背筋:原作の叙述トリックをどうするかが大きな課題になると思っていました。監督から「そこは思い切ってなくします。その代わりに別の驚きを入れます」と言われましたが、なくなったものを補うのではなく、私が原作に叙述トリックを組み入れた意味を汲んだ上で違う形で実現していただいていたのです。映像で見せるからこそ意味のあることを真摯にやってくださったことはとてもうれしかったですし、ラストに関しては、もう“さすが”のひとことしかありません。

──映画の重要な場面で「もう全部、だめなんだよ」というセリフが出てきます。『ノロイ』(2005)の加奈のセリフを思い出したのですが、セルフオマージュ的なところもありますか。

監督:まったく同じセリフですが、オマージュというよりも、このシーンでこのキャラクターだったら何を言うかなと考えたときに、そのセリフが出てきたのです。同じだなと気がついてはいましたが、『ノロイ』が巡り巡って、この作品に辿り着いてきたんだなと思って、そのまま使いました。

背筋:「おっ!」と思いましたが、原作に「だめになってしまいました」という言葉があって、それがそもそも『ノロイ』への明確なオマージュだったのです。

監督:原作の言葉を使うことも一瞬考えたのですが、キャラクターにより合う言葉として『ノロイ』と同じセリフになりました。

画像: 『ノロイ』への明確なオマージュ

陰湿でキモイ感じを演出する上でデジタルデバイスは有用

──全体としては「怖さ」にかなり重きを置いた作品だと思います。その「怖さ」をどこまで意識されていたのでしょうか。

監督:私はフェイクドキュメンタリーをやるときに「昔の映像ですよ」といって見せる映像の画質の劣化具合やリアリティの究極を目指しています。それだけでも映像に殺気が宿るんですよ。それは映像だからこそプラスできる要素だと思います。

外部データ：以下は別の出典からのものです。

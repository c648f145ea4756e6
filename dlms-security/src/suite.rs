//! Security suite configuration for DLMS/COSEM

use dlms_core::{DlmsError, DlmsResult};
use std::fmt;

/// AES-128 key length in bytes
pub const AES128_KEY_LENGTH: usize = 16;

/// Security policy
#[derive(Debug, Clone, Copy, PartialEq, Eq, Default)]
pub enum SecurityPolicy {
    /// No encryption and authentication
    #[default]
    Nothing = 0,
    /// All messages to be authenticated
    Authenticated = 1,
    /// All messages to be encrypted
    Encrypted = 2,
    /// All messages to be authenticated and encrypted
    AuthenticatedAndEncrypted = 3,
}

impl SecurityPolicy {
    pub fn is_authenticated(&self) -> bool {
        matches!(self, SecurityPolicy::Authenticated | SecurityPolicy::AuthenticatedAndEncrypted)
    }

    pub fn is_encrypted(&self) -> bool {
        matches!(self, SecurityPolicy::Encrypted | SecurityPolicy::AuthenticatedAndEncrypted)
    }
}

/// Encryption mechanism
#[derive(Debug, Clone, Copy, PartialEq, Eq, Default)]
pub enum EncryptionMechanism {
    /// Do not encrypt transport
    #[default]
    None,
    /// Use AES-128-GCM
    AesGcm128,
}

impl EncryptionMechanism {
    pub fn key_length_bytes(&self) -> Option<usize> {
        match self {
            EncryptionMechanism::None => None,
            EncryptionMechanism::AesGcm128 => Some(AES128_KEY_LENGTH),
        }
    }

    /// Check a key against the algorithm's required size
    pub fn validate_key_length(&self, key: &[u8]) -> DlmsResult<()> {
        match self.key_length_bytes() {
            Some(expected) if key.len() != expected => Err(DlmsError::InvalidKeyLength {
                expected,
                actual: key.len(),
            }),
            _ => Ok(()),
        }
    }
}

/// Authentication mechanism
///
/// The discriminant is the last arc of the mechanism-name object
/// identifier `2.16.756.5.8.2.x`.
#[derive(Debug, Clone, Copy, PartialEq, Eq, Hash, Default)]
pub enum AuthenticationMechanism {
    /// Lowest level security, no authentication
    #[default]
    None = 0,
    /// Client presents a shared password
    Low = 1,
    /// High level security, manufacturer specific (AES-128 of the challenge)
    High = 2,
    /// HLS with MD5
    HlsMd5 = 3,
    /// HLS with SHA-1
    HlsSha1 = 4,
    /// HLS with GMAC
    HlsGmac = 5,
    /// HLS with SHA-256
    HlsSha256 = 6,
}

impl AuthenticationMechanism {
    pub fn id(&self) -> u8 {
        *self as u8
    }

    pub fn from_id(id: u8) -> DlmsResult<Self> {
        match id {
            0 => Ok(AuthenticationMechanism::None),
            1 => Ok(AuthenticationMechanism::Low),
            2 => Ok(AuthenticationMechanism::High),
            3 => Ok(AuthenticationMechanism::HlsMd5),
            4 => Ok(AuthenticationMechanism::HlsSha1),
            5 => Ok(AuthenticationMechanism::HlsGmac),
            6 => Ok(AuthenticationMechanism::HlsSha256),
            _ => Err(DlmsError::Security(format!("Invalid authentication mechanism ID: {}", id))),
        }
    }

    /// True for every mechanism that runs the four-pass challenge exchange
    pub fn is_hls(&self) -> bool {
        self.id() >= AuthenticationMechanism::High.id()
    }

    /// Required authentication key length, where the algorithm fixes one
    pub fn key_length_bytes(&self) -> Option<usize> {
        match self {
            AuthenticationMechanism::High | AuthenticationMechanism::HlsGmac => Some(AES128_KEY_LENGTH),
            _ => None,
        }
    }

    fn validate_authentication_key(&self, key: &[u8]) -> DlmsResult<()> {
        match self.key_length_bytes() {
            Some(expected) if key.len() != expected => Err(DlmsError::InvalidKeyLength {
                expected,
                actual: key.len(),
            }),
            None if key.is_empty() => Err(DlmsError::InvalidKeyLength {
                expected: 1,
                actual: 0,
            }),
            _ => Ok(()),
        }
    }
}

/// Security suite builder
#[derive(Debug, Default)]
pub struct SecuritySuiteBuilder {
    encryption_mechanism: EncryptionMechanism,
    authentication_mechanism: AuthenticationMechanism,
    global_unicast_encryption_key: Option<Vec<u8>>,
    authentication_key: Option<Vec<u8>>,
    password: Option<Vec<u8>>,
    use_dedicated_key: bool,
    security_policy: Option<SecurityPolicy>,
}

impl SecuritySuiteBuilder {
    /// Builder with no authentication and no encryption
    pub fn new() -> Self {
        Self::default()
    }

    pub fn set_security_policy(mut self, policy: SecurityPolicy) -> Self {
        self.security_policy = Some(policy);
        self
    }

    pub fn set_encryption_mechanism(mut self, mechanism: EncryptionMechanism) -> Self {
        self.encryption_mechanism = mechanism;
        self
    }

    pub fn set_authentication_mechanism(mut self, mechanism: AuthenticationMechanism) -> Self {
        self.authentication_mechanism = mechanism;
        self
    }

    pub fn set_global_unicast_encryption_key(mut self, key: Vec<u8>) -> Self {
        self.global_unicast_encryption_key = Some(key);
        self
    }

    /// Authentication key, or the HLS secret for MD5/SHA mechanisms
    pub fn set_authentication_key(mut self, key: Vec<u8>) -> Self {
        self.authentication_key = Some(key);
        self
    }

    /// Set the password and select LOW authentication
    pub fn set_password(mut self, password: Vec<u8>) -> Self {
        self.password = Some(password);
        self.authentication_mechanism = AuthenticationMechanism::Low;
        self
    }

    /// Use a dedicated (per-association) key instead of the global unicast key
    pub fn set_use_dedicated_key(mut self, dedicated: bool) -> Self {
        self.use_dedicated_key = dedicated;
        self
    }

    /// Build the security suite
    ///
    /// # Errors
    /// - `InvalidKeyLength` when a key does not fit its algorithm
    /// - `Configuration` when a required password or key is missing
    pub fn build(self) -> DlmsResult<SecuritySuite> {
        let security_policy = self.security_policy.unwrap_or(
            match (
                self.authentication_mechanism.is_hls(),
                self.encryption_mechanism != EncryptionMechanism::None,
            ) {
                (true, true) => SecurityPolicy::AuthenticatedAndEncrypted,
                (true, false) => SecurityPolicy::Authenticated,
                (false, true) => SecurityPolicy::Encrypted,
                (false, false) => SecurityPolicy::Nothing,
            },
        );
        self.validate(security_policy)?;

        Ok(SecuritySuite {
            global_unicast_encryption_key: self.global_unicast_encryption_key,
            authentication_key: self.authentication_key,
            password: self.password,
            encryption_mechanism: self.encryption_mechanism,
            authentication_mechanism: self.authentication_mechanism,
            security_policy,
            use_dedicated_key: self.use_dedicated_key,
            staged: StagedKeys::default(),
        })
    }

    fn validate(&self, security_policy: SecurityPolicy) -> DlmsResult<()> {
        if security_policy.is_encrypted() && self.encryption_mechanism == EncryptionMechanism::None {
            return Err(DlmsError::Configuration(
                "Select a cryptographic algorithm to encrypt messages".to_string(),
            ));
        }
        if security_policy.is_authenticated() && !self.authentication_mechanism.is_hls() {
            return Err(DlmsError::Configuration(
                "Select a HLS authentication to authenticate messages".to_string(),
            ));
        }

        match (&self.global_unicast_encryption_key, self.encryption_mechanism) {
            (Some(key), mechanism) => mechanism.validate_key_length(key)?,
            (None, EncryptionMechanism::AesGcm128) => {
                return Err(DlmsError::Configuration(
                    "AES-GCM encryption requires a global unicast encryption key".to_string(),
                ));
            }
            (None, EncryptionMechanism::None) => {}
        }

        let mechanism = self.authentication_mechanism;
        if mechanism == AuthenticationMechanism::Low && self.password.is_none() {
            return Err(DlmsError::Configuration(
                "Password is not set for the security level low".to_string(),
            ));
        }
        if mechanism.is_hls() {
            let key = self.authentication_key.as_deref().ok_or_else(|| {
                DlmsError::Configuration(format!("{:?} requires an authentication key", mechanism))
            })?;
            mechanism.validate_authentication_key(key)?;
        }
        if mechanism == AuthenticationMechanism::HlsGmac {
            let key = self.global_unicast_encryption_key.as_deref().ok_or_else(|| {
                DlmsError::Configuration("HLS-GMAC requires a global unicast encryption key".to_string())
            })?;
            EncryptionMechanism::AesGcm128.validate_key_length(key)?;
        }
        Ok(())
    }
}

/// Replacement keys waiting for confirmation
#[derive(Debug, Clone, Default, PartialEq, Eq)]
struct StagedKeys {
    authentication_key: Option<Vec<u8>>,
    global_unicast_encryption_key: Option<Vec<u8>>,
}

/// Authentication and encryption configuration of one client identity
///
/// Key changes are transactional: a replacement key is staged first and
/// only takes effect on [`SecuritySuite::commit_staged_keys`]. Until then
/// the previous key stays in use.
#[derive(Clone, PartialEq, Eq)]
pub struct SecuritySuite {
    global_unicast_encryption_key: Option<Vec<u8>>,
    authentication_key: Option<Vec<u8>>,
    password: Option<Vec<u8>>,
    encryption_mechanism: EncryptionMechanism,
    authentication_mechanism: AuthenticationMechanism,
    security_policy: SecurityPolicy,
    use_dedicated_key: bool,
    staged: StagedKeys,
}

impl SecuritySuite {
    pub fn builder() -> SecuritySuiteBuilder {
        SecuritySuiteBuilder::new()
    }

    /// Suite for the public client: no authentication, no encryption
    pub fn none() -> Self {
        Self {
            global_unicast_encryption_key: None,
            authentication_key: None,
            password: None,
            encryption_mechanism: EncryptionMechanism::None,
            authentication_mechanism: AuthenticationMechanism::None,
            security_policy: SecurityPolicy::Nothing,
            use_dedicated_key: false,
            staged: StagedKeys::default(),
        }
    }

    /// Suite for LOW authentication with `password`
    pub fn low(password: impl Into<Vec<u8>>) -> Self {
        Self {
            password: Some(password.into()),
            authentication_mechanism: AuthenticationMechanism::Low,
            ..Self::none()
        }
    }

    pub fn global_unicast_encryption_key(&self) -> Option<&[u8]> {
        self.global_unicast_encryption_key.as_deref()
    }

    pub fn authentication_key(&self) -> Option<&[u8]> {
        self.authentication_key.as_deref()
    }

    pub fn password(&self) -> Option<&[u8]> {
        self.password.as_deref()
    }

    pub fn encryption_mechanism(&self) -> EncryptionMechanism {
        self.encryption_mechanism
    }

    pub fn authentication_mechanism(&self) -> AuthenticationMechanism {
        self.authentication_mechanism
    }

    pub fn security_policy(&self) -> SecurityPolicy {
        self.security_policy
    }

    pub fn use_dedicated_key(&self) -> bool {
        self.use_dedicated_key
    }

    /// True when the association must use a ciphered application context
    pub fn is_ciphered(&self) -> bool {
        self.encryption_mechanism != EncryptionMechanism::None
    }

    /// Stage a new authentication key
    ///
    /// # Errors
    /// `InvalidKeyLength` if the key does not fit the mechanism. Nothing
    /// is staged in that case.
    pub fn stage_authentication_key(&mut self, key: Vec<u8>) -> DlmsResult<()> {
        let mechanism = if self.authentication_mechanism.is_hls() {
            self.authentication_mechanism
        } else {
            AuthenticationMechanism::HlsGmac
        };
        mechanism.validate_authentication_key(&key)?;
        self.staged.authentication_key = Some(key);
        Ok(())
    }

    /// Stage a new global unicast encryption key (always AES-128 sized)
    pub fn stage_global_unicast_encryption_key(&mut self, key: Vec<u8>) -> DlmsResult<()> {
        EncryptionMechanism::AesGcm128.validate_key_length(&key)?;
        self.staged.global_unicast_encryption_key = Some(key);
        Ok(())
    }

    pub fn has_staged_keys(&self) -> bool {
        self.staged != StagedKeys::default()
    }

    /// Replace the active keys with the staged ones
    ///
    /// Returns false if nothing was staged.
    pub fn commit_staged_keys(&mut self) -> bool {
        let staged = std::mem::take(&mut self.staged);
        let mut changed = false;
        if let Some(key) = staged.authentication_key {
            self.authentication_key = Some(key);
            changed = true;
        }
        if let Some(key) = staged.global_unicast_encryption_key {
            self.global_unicast_encryption_key = Some(key);
            changed = true;
        }
        changed
    }

    pub fn discard_staged_keys(&mut self) {
        self.staged = StagedKeys::default();
    }

    /// Replace the global unicast encryption key right away
    ///
    /// A staged global key is dropped; a staged authentication key stays staged.
    pub fn update_global_unicast_encryption_key(&mut self, key: Vec<u8>) -> DlmsResult<()> {
        EncryptionMechanism::AesGcm128.validate_key_length(&key)?;
        self.staged.global_unicast_encryption_key = None;
        self.global_unicast_encryption_key = Some(key);
        Ok(())
    }

    /// Replace the authentication key right away
    ///
    /// A staged authentication key is dropped; a staged global key stays staged.
    pub fn update_authentication_key(&mut self, key: Vec<u8>) -> DlmsResult<()> {
        self.stage_authentication_key(key)?;
        if let Some(key) = self.staged.authentication_key.take() {
            self.authentication_key = Some(key);
        }
        Ok(())
    }
}

impl Default for SecuritySuite {
    fn default() -> Self {
        Self::none()
    }
}

// keys and passwords stay out of debug output
impl fmt::Debug for SecuritySuite {
    fn fmt(&self, f: &mut fmt::Formatter<'_>) -> fmt::Result {
        f.debug_struct("SecuritySuite")
            .field("authentication_mechanism", &self.authentication_mechanism)
            .field("encryption_mechanism", &self.encryption_mechanism)
            .field("security_policy", &self.security_policy)
            .field("use_dedicated_key", &self.use_dedicated_key)
            .field("has_staged_keys", &self.has_staged_keys())
            .finish()
    }
}

impl fmt::Display for SecuritySuite {
    fn fmt(&self, f: &mut fmt::Formatter<'_>) -> fmt::Result {
        write!(
            f,
            "SecuritySuite(encryption={:?}, auth={:?}, policy={:?})",
            self.encryption_mechanism, self.authentication_mechanism, self.security_policy
        )
    }
}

また、この作品では、いろんな種類の怖さを取り揃え、普段はあまり使わない、ベタな恐怖表現もあえて取り入れました。さらに、原作を読んだ方でも新鮮に感じられるように、オリジナルの展開も用意し、驚いて、怖がって、楽しんでいただけたらと思っています。

背筋:脚本段階で「怖くしてください」といった要望を私からは出していません。そんなことを言わなくても、そもそも、監督の作品は怖さが自然についてくると思っていたので、監督らしい「近畿地方のある場所について」を見てみたいという感じでした。

──この作品の根本にあるものはとてもアナログな呪いですが、それがデジタルに変換して拡散していくことを原作でも映画でも明確に描かれています。ホラーとデジタルデバイスとの関係性について、どう捉えていらっしゃいますか。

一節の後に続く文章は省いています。